§ WHAT IS EXPECTED
When the word "crate" shows up in a line of the data below, copy that whole line.

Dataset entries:
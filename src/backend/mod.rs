//! Backend module: the OS-facing collaborators
//!
//! Everything that touches the display, the input devices or the video
//! encoder sits behind a trait in [`device_trait`], so the recording and
//! replay logic in [`crate::session`] can run against real devices or
//! simulated ones.
//!
//! # Components
//!
//! - [`ScreenGrabber`] - Monitor enumeration and frame grabbing
//! - [`InputListener`] - Global keyboard/mouse hooks delivering [`RawInput`]
//! - [`InputInjector`] - Synthesized input for replay
//! - [`VideoSinkFactory`] / [`VideoSink`] - Frame encoding to a file
//!
//! # Implementations
//!
//! - [`FfmpegVideoSinkFactory`] - Pipes frames into an `ffmpeg` process
//! - `native::{XcapGrabber, RdevListener, RdevInjector}` - Real devices
//!   (feature `native`)
//! - [`mock_devices`] - Simulated devices for tests and headless runs
//!
//! # Example
//!
//! ```ignore
//! use replaykit_rs::backend::default_devices;
//! use replaykit_rs::config::AppConfig;
//!
//! let config = AppConfig::default();
//! let mut devices = default_devices(&config);
//! let monitors = devices.new_grabber().monitors()?;
//! ```

pub mod device_trait;
pub mod ffmpeg_sink;
pub mod mock_devices;
#[cfg(feature = "native")]
pub mod native;

pub use device_trait::{
    CaptureRegion, CaptureTarget, Frame, InputInjector, InputListener, MonitorInfo, RawInput,
    ScreenGrabber, VideoSink, VideoSinkFactory,
};
pub use ffmpeg_sink::FfmpegVideoSinkFactory;
pub use mock_devices::{
    InjectorCall, MemoryVideoSinkFactory, MockScreenGrabber, RecordingInjector,
    ScriptedInputListener,
};

#[cfg(test)]
pub use device_trait::MockInputInjector;

use crate::config::AppConfig;
use std::sync::Arc;

/// Extension of the empty files simulated sessions leave in place of videos
pub const SIMULATED_VIDEO_EXTENSION: &str = "placeholder";

type GrabberFactory = Box<dyn Fn() -> Box<dyn ScreenGrabber> + Send + Sync>;
type ListenerFactory = Box<dyn Fn() -> Vec<Box<dyn InputListener>> + Send + Sync>;

/// The set of devices one run of the application works with
///
/// Grabbers and listeners are created fresh for each session since they are
/// moved into their threads.
pub struct DeviceSet {
    grabber: GrabberFactory,
    listeners: ListenerFactory,
    pub injector: Box<dyn InputInjector>,
    pub sinks: Arc<dyn VideoSinkFactory>,
    pub simulated: bool,
}

impl DeviceSet {
    pub fn new(
        grabber: impl Fn() -> Box<dyn ScreenGrabber> + Send + Sync + 'static,
        listeners: impl Fn() -> Vec<Box<dyn InputListener>> + Send + Sync + 'static,
        injector: Box<dyn InputInjector>,
        sinks: Arc<dyn VideoSinkFactory>,
    ) -> Self {
        Self {
            grabber: Box::new(grabber),
            listeners: Box::new(listeners),
            injector,
            sinks,
            simulated: false,
        }
    }

    /// Devices that never touch the OS: a single 1920x1080 monitor, idle
    /// listeners, a call-recording injector and in-memory videos that still
    /// create empty `.placeholder` files on disk, so nothing looks like a
    /// playable video.
    pub fn simulated() -> Self {
        let mut set = Self::new(
            || Box::new(MockScreenGrabber::single_hd()) as Box<dyn ScreenGrabber>,
            || {
                vec![
                    Box::new(ScriptedInputListener::idle("keyboard")) as Box<dyn InputListener>,
                    Box::new(ScriptedInputListener::idle("mouse")),
                ]
            },
            Box::new(RecordingInjector::new(1920, 1080)),
            Arc::new(
                MemoryVideoSinkFactory::new()
                    .touching_files()
                    .with_extension(SIMULATED_VIDEO_EXTENSION),
            ),
        );
        set.simulated = true;
        set
    }

    pub fn new_grabber(&self) -> Box<dyn ScreenGrabber> {
        (self.grabber)()
    }

    pub fn new_listeners(&self) -> Vec<Box<dyn InputListener>> {
        (self.listeners)()
    }
}

/// Real devices when built with `native`, simulated ones otherwise
#[cfg(feature = "native")]
pub fn default_devices(config: &AppConfig) -> DeviceSet {
    let fourcc = Some(config.capture.fourcc.clone());
    DeviceSet::new(
        || Box::new(native::XcapGrabber::new()) as Box<dyn ScreenGrabber>,
        || {
            vec![Box::new(native::RdevListener::new("keyboard+mouse")) as Box<dyn InputListener>]
        },
        Box::new(native::RdevInjector::new()),
        Arc::new(FfmpegVideoSinkFactory::new(
            config.capture.codec.clone(),
            fourcc,
            config.capture.extension.clone(),
        )),
    )
}

/// Real devices when built with `native`, simulated ones otherwise
#[cfg(not(feature = "native"))]
pub fn default_devices(_config: &AppConfig) -> DeviceSet {
    tracing::warn!("Built without the `native` feature; using simulated devices");
    DeviceSet::simulated()
}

§ RESPONSE AREA
//! replay logic in [`crate::session`] can run against real devices or
use crate::config::AppConfig;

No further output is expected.